A 51% attack occurs when a single entity or group of individuals controls more than 50% of the validating power or mining hash rate on a network. In such cases, the controlling entity can manipulate transactions, double-spend coins, and potentially disrupt the blockchains' operations.

Cold wallet

A cold wallet, also known as cold storage, refers to an offline wallet that is not connected to the internet. It provides a high level of security because it is not susceptible to online attacks. Cold wallets are typically hardware devices, such as Ledger or Trezor, which store private keys and allow users to securely manage their cryptocurrencies. They are similar to USB sticks and often require physical interaction to sign transactions.

Hot wallet

A hot wallet, or hot storage, is a cryptocurrency wallet that is connected to the internet and accessible for regular transactions. Hot wallets are convenient for frequent use and quick access to funds but have a higher security risk compared to cold storage. Examples of hot wallets include software wallets like MetaMask, Trust Wallet, and WalletConnect. These wallets are often used for day-to-day transactions and interact with decentralized applications (DApps) on the blockchain.

Multi-signature wallet

A multi-signature wallet, or multiSig, is a type of cryptocurrency wallet that requires multiple signatures or keys to authorize transactions. It enhances security and mitigates the risk of a single point of failure. In a multiSig wallet, a predetermined number of signatures, typically a majority, is required to approve a transaction. For example, if a wallet requires 3 signatures and there are 5 key holders, at least 3 of the 5 key holders must provide their signatures to initiate a transaction. MultiSig wallets are commonly used for shared accounts, corporate wallets, or community-managed funds.

Reentrancy attack

A reentrancy attack is a type of vulnerability that can occur in smart contracts. It involves an attacker exploiting a flaw in a contract's logic that allows them to repeatedly call back into the same contract before the previous call completes.
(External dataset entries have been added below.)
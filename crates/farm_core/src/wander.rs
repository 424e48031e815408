//! Autonomous wandering for farm animals.
//!
//! Two cadences run independently: an infrequent, probabilistic decision
//! ("should I start a short walk, and where to?") and the per-frame
//! interpolation in [`crate::movement`]. The decision validates the whole
//! path up front; the frame step re-validates every increment so regions
//! replaced mid-walk are still respected.

use serde::{Deserialize, Serialize};

use crate::collision::CollisionMap;
use crate::math::{option_float_serde, Fixed, Millis, Vec2Fixed};
use crate::movement::{Facing, Mover};

/// Per-species wander tuning.
#[derive(Debug, Clone, Copy, PartialEq, Eq, Serialize, Deserialize)]
pub struct WanderProfile {
    /// Time between decisions.
    pub decision_interval_ms: Millis,
    /// Chance, out of 100, that an idle animal starts a walk.
    pub move_chance_percent: u32,
    /// Shortest walk in world units.
    pub min_distance: u32,
    /// Longest walk in world units (inclusive).
    pub max_distance: u32,
    /// Maximum distance from the spawn origin; `None` means unconstrained.
    #[serde(default, with = "option_float_serde")]
    pub wander_radius: Option<Fixed>,
    /// Time after which a walk is ended even if the target was not reached.
    pub move_duration_ms: Millis,
    /// Distance covered per frame.
    pub step: u32,
    /// Half-width of the collision footprint.
    pub body_radius: u32,
}

impl WanderProfile {
    /// Cows: slow, deliberate, kept near their pasture.
    #[must_use]
    pub fn cow() -> Self {
        Self {
            decision_interval_ms: 2_000,
            move_chance_percent: 70,
            min_distance: 20,
            max_distance: 50,
            wander_radius: Some(Fixed::from_num(150)),
            move_duration_ms: 1_000,
            step: 1,
            body_radius: 8,
        }
    }

    /// Chickens: frequent short hops anywhere.
    #[must_use]
    pub fn chicken() -> Self {
        Self {
            decision_interval_ms: 1_000,
            move_chance_percent: 70,
            min_distance: 10,
            max_distance: 30,
            wander_radius: None,
            move_duration_ms: 500,
            step: 2,
            body_radius: 4,
        }
    }

    /// Build the mover an animal of this species starts with.
    #[must_use]
    pub fn mover_at(&self, position: Vec2Fixed, facing: Facing) -> Mover {
        Mover::new(
            position,
            facing,
            Fixed::from_num(self.step),
            Fixed::from_num(self.body_radius),
        )
    }
}

/// Simple deterministic RNG for wander decisions.
#[derive(Debug, Clone, Copy, PartialEq, Eq, Hash)]
pub struct WanderRng {
    state: u64,
}

impl WanderRng {
    /// Seed from the simulation seed and the entity id so each animal gets
    /// its own reproducible stream.
    #[must_use]
    pub fn new(seed: u64, entity: u64) -> Self {
        Self {
            state: seed
                .wrapping_add(0x9E37_79B9_7F4A_7C15)
                .wrapping_add(entity.wrapping_mul(0xBF58_476D_1CE4_E5B9)),
        }
    }

    fn next(&mut self) -> u64 {
        self.state = self
            .state
            .wrapping_mul(0x5851_F42D_4C95_7F2D)
            .wrapping_add(0x1405_7B7E_F767_814F);
        // Low LCG bits have short periods; use the high half.
        self.state >> 32
    }

    /// Uniform value in `0..bound` (`0` when `bound` is zero).
    pub fn below(&mut self, bound: u32) -> u32 {
        if bound == 0 {
            return 0;
        }
        // Result is strictly less than a u32 bound.
        u32::try_from(self.next() % u64::from(bound)).unwrap_or(0)
    }

    /// Uniform value in `min..=max`.
    pub fn range_inclusive(&mut self, min: u32, max: u32) -> u32 {
        if max <= min {
            return min;
        }
        min + self.below(max - min + 1)
    }
}

/// Per-animal wander bookkeeping.
#[derive(Debug, Clone, Copy, PartialEq, Eq)]
pub struct Wanderer {
    /// Spawn point the wander radius is measured from.
    pub origin: Vec2Fixed,
    /// Species tuning.
    pub profile: WanderProfile,
    /// Decision stream.
    pub rng: WanderRng,
}

/// Why a decision did not start a walk.
#[derive(Debug, Clone, Copy, PartialEq, Eq)]
pub enum WanderSkip {
    /// Still walking from an earlier decision.
    Busy,
    /// Probability gate said no.
    Resting,
    /// Candidate fell outside the wander radius.
    OutOfRange,
    /// Candidate path crosses an obstacle.
    Blocked,
}

/// Outcome of one decision.
#[derive(Debug, Clone, Copy, PartialEq, Eq)]
pub enum WanderDecision {
    /// Walk committed toward `target`.
    Walk {
        /// Destination.
        target: Vec2Fixed,
        /// Chosen cardinal direction.
        direction: Facing,
    },
    /// No walk this time.
    Skip(WanderSkip),
}

const CARDINALS: [Facing; 4] = [Facing::Up, Facing::Down, Facing::Left, Facing::Right];

impl Wanderer {
    /// Create bookkeeping for an animal spawned at `origin`.
    #[must_use]
    pub fn new(origin: Vec2Fixed, profile: WanderProfile, rng: WanderRng) -> Self {
        Self {
            origin,
            profile,
            rng,
        }
    }

    /// Whether `point` is inside this animal's allowed area.
    #[must_use]
    pub fn within_radius(&self, point: Vec2Fixed) -> bool {
        self.profile
            .wander_radius
            .map_or(true, |r| point.distance_squared(self.origin) <= r.saturating_mul(r))
    }

    /// Run one decision and, if accepted, start the walk on `mover`.
    ///
    /// Facing follows the horizontal sign of the chosen direction; vertical
    /// walks keep the previous facing.
    pub fn decide(&mut self, mover: &mut Mover, collision: &CollisionMap) -> WanderDecision {
        if mover.is_moving() {
            return WanderDecision::Skip(WanderSkip::Busy);
        }
        if self.rng.below(100) >= self.profile.move_chance_percent {
            return WanderDecision::Skip(WanderSkip::Resting);
        }

        let direction = CARDINALS[self.rng.below(4) as usize];
        let distance = self
            .rng
            .range_inclusive(self.profile.min_distance, self.profile.max_distance);
        let candidate = mover.current + direction.unit().scale(Fixed::from_num(distance));

        if !self.within_radius(candidate) {
            tracing::trace!(%distance, ?direction, "Wander candidate outside radius");
            return WanderDecision::Skip(WanderSkip::OutOfRange);
        }
        if collision.is_path_blocked(mover.current, candidate, mover.body_radius) {
            tracing::trace!(%distance, ?direction, "Wander candidate blocked");
            return WanderDecision::Skip(WanderSkip::Blocked);
        }

        mover.begin(candidate);
        if direction.is_horizontal() {
            mover.facing = direction;
        }
        WanderDecision::Walk {
            target: candidate,
            direction,
        }
    }
}

#[cfg(test)]
mod tests {
    use super::*;
    use crate::collision::SamplingPolicy;
    use crate::geometry::{ObstacleRegion, ObstacleSet};

    fn always_moves(mut profile: WanderProfile) -> WanderProfile {
        profile.move_chance_percent = 100;
        profile
    }

    #[test]
    fn test_rng_is_reproducible() {
        let mut a = WanderRng::new(42, 7);
        let mut b = WanderRng::new(42, 7);
        let xs: Vec<u32> = (0..16).map(|_| a.below(1000)).collect();
        let ys: Vec<u32> = (0..16).map(|_| b.below(1000)).collect();
        assert_eq!(xs, ys);
    }

    #[test]
    fn test_rng_streams_differ_per_entity() {
        let mut a = WanderRng::new(42, 1);
        let mut b = WanderRng::new(42, 2);
        let xs: Vec<u32> = (0..16).map(|_| a.below(1000)).collect();
        let ys: Vec<u32> = (0..16).map(|_| b.below(1000)).collect();
        assert_ne!(xs, ys);
    }

    #[test]
    fn test_rng_covers_all_directions() {
        let mut rng = WanderRng::new(1, 1);
        let mut seen = [false; 4];
        for _ in 0..64 {
            seen[rng.below(4) as usize] = true;
        }
        assert!(seen.iter().all(|s| *s));
    }

    #[test]
    fn test_range_inclusive_bounds() {
        let mut rng = WanderRng::new(9, 9);
        for _ in 0..200 {
            let v = rng.range_inclusive(10, 30);
            assert!((10..=30).contains(&v));
        }
        assert_eq!(rng.range_inclusive(5, 5), 5);
    }

    #[test]
    fn test_busy_mover_skips() {
        let profile = always_moves(WanderProfile::chicken());
        let mut wanderer = Wanderer::new(Vec2Fixed::ZERO, profile, WanderRng::new(1, 1));
        let mut mover = profile.mover_at(Vec2Fixed::ZERO, Facing::Right);
        mover.begin(Vec2Fixed::from_num(10, 0));
        let decision = wanderer.decide(&mut mover, &CollisionMap::default());
        assert_eq!(decision, WanderDecision::Skip(WanderSkip::Busy));
    }

    #[test]
    fn test_zero_chance_never_moves() {
        let mut profile = WanderProfile::chicken();
        profile.move_chance_percent = 0;
        let mut wanderer = Wanderer::new(Vec2Fixed::ZERO, profile, WanderRng::new(3, 3));
        let mut mover = profile.mover_at(Vec2Fixed::ZERO, Facing::Right);
        for _ in 0..50 {
            let decision = wanderer.decide(&mut mover, &CollisionMap::default());
            assert_eq!(decision, WanderDecision::Skip(WanderSkip::Resting));
        }
    }

    #[test]
    fn test_committed_walk_sets_target_and_facing() {
        let profile = always_moves(WanderProfile::chicken());
        let mut wanderer = Wanderer::new(Vec2Fixed::ZERO, profile, WanderRng::new(5, 5));
        let mut mover = profile.mover_at(Vec2Fixed::ZERO, Facing::Right);

        let decision = wanderer.decide(&mut mover, &CollisionMap::default());
        let WanderDecision::Walk { target, direction } = decision else {
            panic!("open field with 100% chance must walk, got {decision:?}");
        };
        assert!(mover.is_moving());
        assert_eq!(mover.target, target);
        if direction.is_horizontal() {
            assert_eq!(mover.facing, direction);
        } else {
            assert_eq!(mover.facing, Facing::Right);
        }
        let dist_sq = target.distance_squared(Vec2Fixed::ZERO);
        assert!(dist_sq >= Fixed::from_num(100) && dist_sq <= Fixed::from_num(900));
    }

    #[test]
    fn test_walks_stay_within_radius() {
        let mut profile = always_moves(WanderProfile::cow());
        profile.wander_radius = Some(Fixed::from_num(60));
        let origin = Vec2Fixed::from_num(500, 500);
        let mut wanderer = Wanderer::new(origin, profile, WanderRng::new(11, 4));
        let mut mover = profile.mover_at(origin, Facing::Left);
        let field = CollisionMap::default();
        let radius_sq = Fixed::from_num(3600);

        for _ in 0..200 {
            if let WanderDecision::Walk { .. } = wanderer.decide(&mut mover, &field) {
                while mover.is_moving() {
                    mover.step_frame(&field);
                    assert!(mover.current.distance_squared(origin) <= radius_sq);
                }
            }
        }
    }

    #[test]
    fn test_oversized_radius_does_not_overflow() {
        let mut profile = always_moves(WanderProfile::cow());
        profile.wander_radius = Some(Fixed::from_num(50_000));
        let origin = Vec2Fixed::from_num(600, 450);
        let wanderer = Wanderer::new(origin, profile, WanderRng::new(1, 1));

        assert!(wanderer.within_radius(Vec2Fixed::from_num(620, 450)));
        assert!(wanderer.within_radius(Vec2Fixed::from_num(40_000, 450)));
    }

    #[test]
    fn test_blocked_candidates_rejected() {
        // Fences start 5 px out on every side: no walk can be committed.
        let boxed_in = ObstacleSet::new(
            [(-20, -20, 40, 15), (-20, 5, 40, 15), (-20, -20, 15, 40), (5, -20, 15, 40)]
                .into_iter()
                .enumerate()
                .map(|(i, (x, y, w, h))| {
                    ObstacleRegion::new(
                        format!("fence{i}"),
                        vec![
                            Vec2Fixed::from_num(x, y),
                            Vec2Fixed::from_num(x + w, y),
                            Vec2Fixed::from_num(x + w, y + h),
                            Vec2Fixed::from_num(x, y + h),
                        ],
                    )
                })
                .collect(),
        );
        let map = CollisionMap::new(boxed_in, SamplingPolicy::default());
        let profile = always_moves(WanderProfile::chicken());
        let mut wanderer = Wanderer::new(Vec2Fixed::ZERO, profile, WanderRng::new(2, 2));
        let mut mover = profile.mover_at(Vec2Fixed::ZERO, Facing::Right);

        for _ in 0..20 {
            let decision = wanderer.decide(&mut mover, &map);
            assert_eq!(decision, WanderDecision::Skip(WanderSkip::Blocked));
            assert!(!mover.is_moving());
        }
    }
}
//! Scripted sessions.
//!
//! A script is a RON file of timestamped player actions. Running it gives
//! the same responses every time, which makes scripts usable as regression
//! scenarios and determinism checks.
//!
//! ```ron
//! (
//!     name: "water_and_wait",
//!     steps: [
//!         (at_ms: 0, action: Interact(target: "crop_1", action: water)),
//!         (at_ms: 500, action: Move(up_left)),
//!         (at_ms: 1000, action: Query),
//!     ],
//!     until_ms: Some(60000),
//! )
//! ```

use farm_core::lifecycle::Action;
use farm_core::math::Millis;
use farm_core::movement::MoveDirection;
use serde::{Deserialize, Serialize};

use crate::protocol::{default_action, Command, EntityRef};

/// A named, timestamped list of actions.
#[derive(Debug, Clone, PartialEq, Eq, Serialize, Deserialize)]
pub struct Script {
    /// Display name for logs.
    pub name: String,
    /// Actions in any order; runs sort them by time.
    #[serde(default)]
    pub steps: Vec<ScriptStep>,
    /// Advance to this time after the last step.
    #[serde(default)]
    pub until_ms: Option<Millis>,
}

/// One action at one time.
#[derive(Debug, Clone, PartialEq, Eq, Serialize, Deserialize)]
pub struct ScriptStep {
    /// Simulation time the action happens at.
    pub at_ms: Millis,
    /// What the player does.
    pub action: ScriptAction,
}

/// Player actions a script can contain.
#[derive(Debug, Clone, PartialEq, Eq, Serialize, Deserialize)]
pub enum ScriptAction {
    /// One player step.
    Move(MoveDirection),
    /// Release the move keys.
    Stop,
    /// Act on an entity.
    Interact {
        /// Target.
        target: EntityRef,
        /// Action; the entity's primary action when omitted.
        #[serde(default = "default_action")]
        action: Action,
    },
    /// Remove an entity.
    Despawn(EntityRef),
    /// Record the full state.
    Query,
    /// Record the state hash.
    Hash,
}

impl From<ScriptAction> for Command {
    fn from(action: ScriptAction) -> Self {
        match action {
            ScriptAction::Move(direction) => Self::Move { direction },
            ScriptAction::Stop => Self::Stop,
            ScriptAction::Interact { target, action } => Self::Interact { target, action },
            ScriptAction::Despawn(target) => Self::Despawn { target },
            ScriptAction::Query => Self::Query,
            ScriptAction::Hash => Self::Hash,
        }
    }
}

impl Script {
    /// Parse a script from RON.
    pub fn from_ron_str(text: &str) -> Result<Self, ron::error::SpannedError> {
        ron::from_str(text)
    }

    /// Steps ordered by time; steps sharing a time keep file order.
    #[must_use]
    pub fn ordered_steps(&self) -> Vec<&ScriptStep> {
        let mut steps: Vec<&ScriptStep> = self.steps.iter().collect();
        steps.sort_by_key(|step| step.at_ms);
        steps
    }
}
/// A plain tree.
#[derive(Debug, Clone, PartialEq, Eq, Serialize, Deserialize)]
#[serde(rename_all = "camelCase")]
pub struct TreeRecord {
    /// Catalog id.
    pub id: CatalogId,
    /// World position.
    pub position: Vec2Fixed,
    /// Visual variant ("oak", "pine", ...).
    #[serde(rename = "type", default, skip_serializing_if = "Option::is_none")]
    pub tree_type: Option<String>,
    /// Items handed over when chopped.
    #[serde(default = "default_wood")]
    pub drop_items: Vec<String>,
}

/// A fruit tree.
#[derive(Debug, Clone, PartialEq, Eq, Serialize, Deserialize)]
#[serde(rename_all = "camelCase")]
pub struct FruitTreeRecord {
    /// Catalog id.
    pub id: CatalogId,
    /// World position.
    pub position: Vec2Fixed,
    /// Fruit handed over when shaken.
    pub fruit_type: String,
    /// Time to grow one fruit.
    pub fruit_growth_time: Millis,
    /// Cap on hanging fruit.
    pub max_fruits: u32,
    /// Fruit hanging at load.
    #[serde(default)]
    pub current_fruits: u32,
    /// Start of the current regeneration period.
    #[serde(default)]
    pub last_dropped: Option<Millis>,
    /// Season tag, carried for presentation only.
    #[serde(default, skip_serializing_if = "Option::is_none")]
    pub season: Option<String>,
}

/// A breakable rock.
#[derive(Debug, Clone, PartialEq, Eq, Serialize, Deserialize)]
#[serde(rename_all = "camelCase")]
pub struct RockRecord {
    /// Catalog id.
    pub id: CatalogId,
    /// World position.
    pub position: Vec2Fixed,
    /// Items dropped on every hit.
    #[serde(default = "default_stone")]
    pub drop_items: Vec<String>,
    /// Hits before the rock breaks.
    #[serde(default = "default_rock_health")]
    pub health: u32,
    /// Delay before a broken rock grows back.
    pub respawn_time: Millis,
}

/// A crop plot.
#[derive(Debug, Clone, PartialEq, Eq, Serialize, Deserialize)]
#[serde(rename_all = "camelCase")]
pub struct CropRecord {
    /// Catalog id.
    pub id: CatalogId,
    /// World position.
    pub position: Vec2Fixed,
    /// Crop variety; also the harvested product.
    #[serde(rename = "type", default = "default_crop_type")]
    pub crop_type: String,
    /// Stage at load.
    #[serde(default)]
    pub growth_stage: u8,
    /// Final stage.
    #[serde(default = "default_max_stage")]
    pub max_stage: u8,
    /// Time per stage.
    pub growth_time: Millis,
    /// First watering, if already planted.
    #[serde(default)]
    pub planted_time: Option<Millis>,
    /// Most recent watering; defaults to `plantedTime` for watered plots.
    #[serde(default)]
    pub last_watered: Option<Millis>,
    /// Watered for the current stage.
    #[serde(default)]
    pub watered: bool,
    /// Dead from neglect.
    #[serde(default)]
    pub withered: bool,
    /// Ripe.
    #[serde(default)]
    pub harvestable: bool,
}

/// A cow or chicken.
#[derive(Debug, Clone, PartialEq, Eq, Serialize, Deserialize)]
#[serde(rename_all = "camelCase")]
pub struct AnimalRecord {
    /// Catalog id.
    pub id: CatalogId,
    /// Spawn position; also the centre of the wander radius.
    pub position: Vec2Fixed,
    /// Initial facing.
    #[serde(default)]
    pub direction: Facing,
    /// What the animal yields ("milk", "egg").
    pub product: String,
    /// Cooldown between products.
    pub production_time: Millis,
    /// Last production, if any.
    #[serde(default)]
    pub last_produced: Option<Millis>,
}

/// The whole catalog, one array per category.
///
/// # Example JSON
///
/// ```json
/// {
///   "trees": [{ "id": "tree_1", "position": { "x": 120, "y": 80 } }],
///   "rocks": [{ "id": 7, "position": { "x": 300, "y": 90 }, "respawnTime": 30000 }],
///   "cows": [{ "id": "cow_1", "position": { "x": 600, "y": 400 },
///              "product": "milk", "productionTime": 60000 }]
/// }
/// ```
#[derive(Debug, Clone, Default, PartialEq, Eq, Serialize, Deserialize)]
#[serde(rename_all = "camelCase")]
pub struct EntityCatalog {
    /// Plain trees.
    #[serde(default)]
    pub trees: Vec<TreeRecord>,
    /// Fruit trees.
    #[serde(default)]
    pub fruit_trees: Vec<FruitTreeRecord>,
    /// Rocks.
    #[serde(default)]
    pub rocks: Vec<RockRecord>,
    /// Crop plots.
    #[serde(default)]
    pub crops: Vec<CropRecord>,
    /// Cows.
    #[serde(default)]
    pub cows: Vec<AnimalRecord>,
    /// Chickens.
    #[serde(default)]
    pub chickens: Vec<AnimalRecord>,
}

/// A validated catalog entry, ready to spawn.
#[derive(Debug, Clone, PartialEq, Eq)]
pub struct EntitySpec {
    /// Catalog id as text.
    pub label: String,
    /// Category.
    pub kind: EntityKind,
    /// Spawn position.
    pub position: Vec2Fixed,
    /// Initial facing for animals.
    pub facing: Option<Facing>,
    /// Initial lifecycle state.
    pub lifecycle: Lifecycle,
}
By doing so, the attacker can manipulate the contract's state and potentially drain its funds or cause unintended behavior.

The reentrancy attack gained attention with the infamous DAO Hack in 2016 on the Ethereum blockchain. Solidity, the programming language used for Ethereum smart contracts, has since implemented measures to prevent reentrancy attacks, and developers are encouraged to follow secure coding practices to mitigate this risk.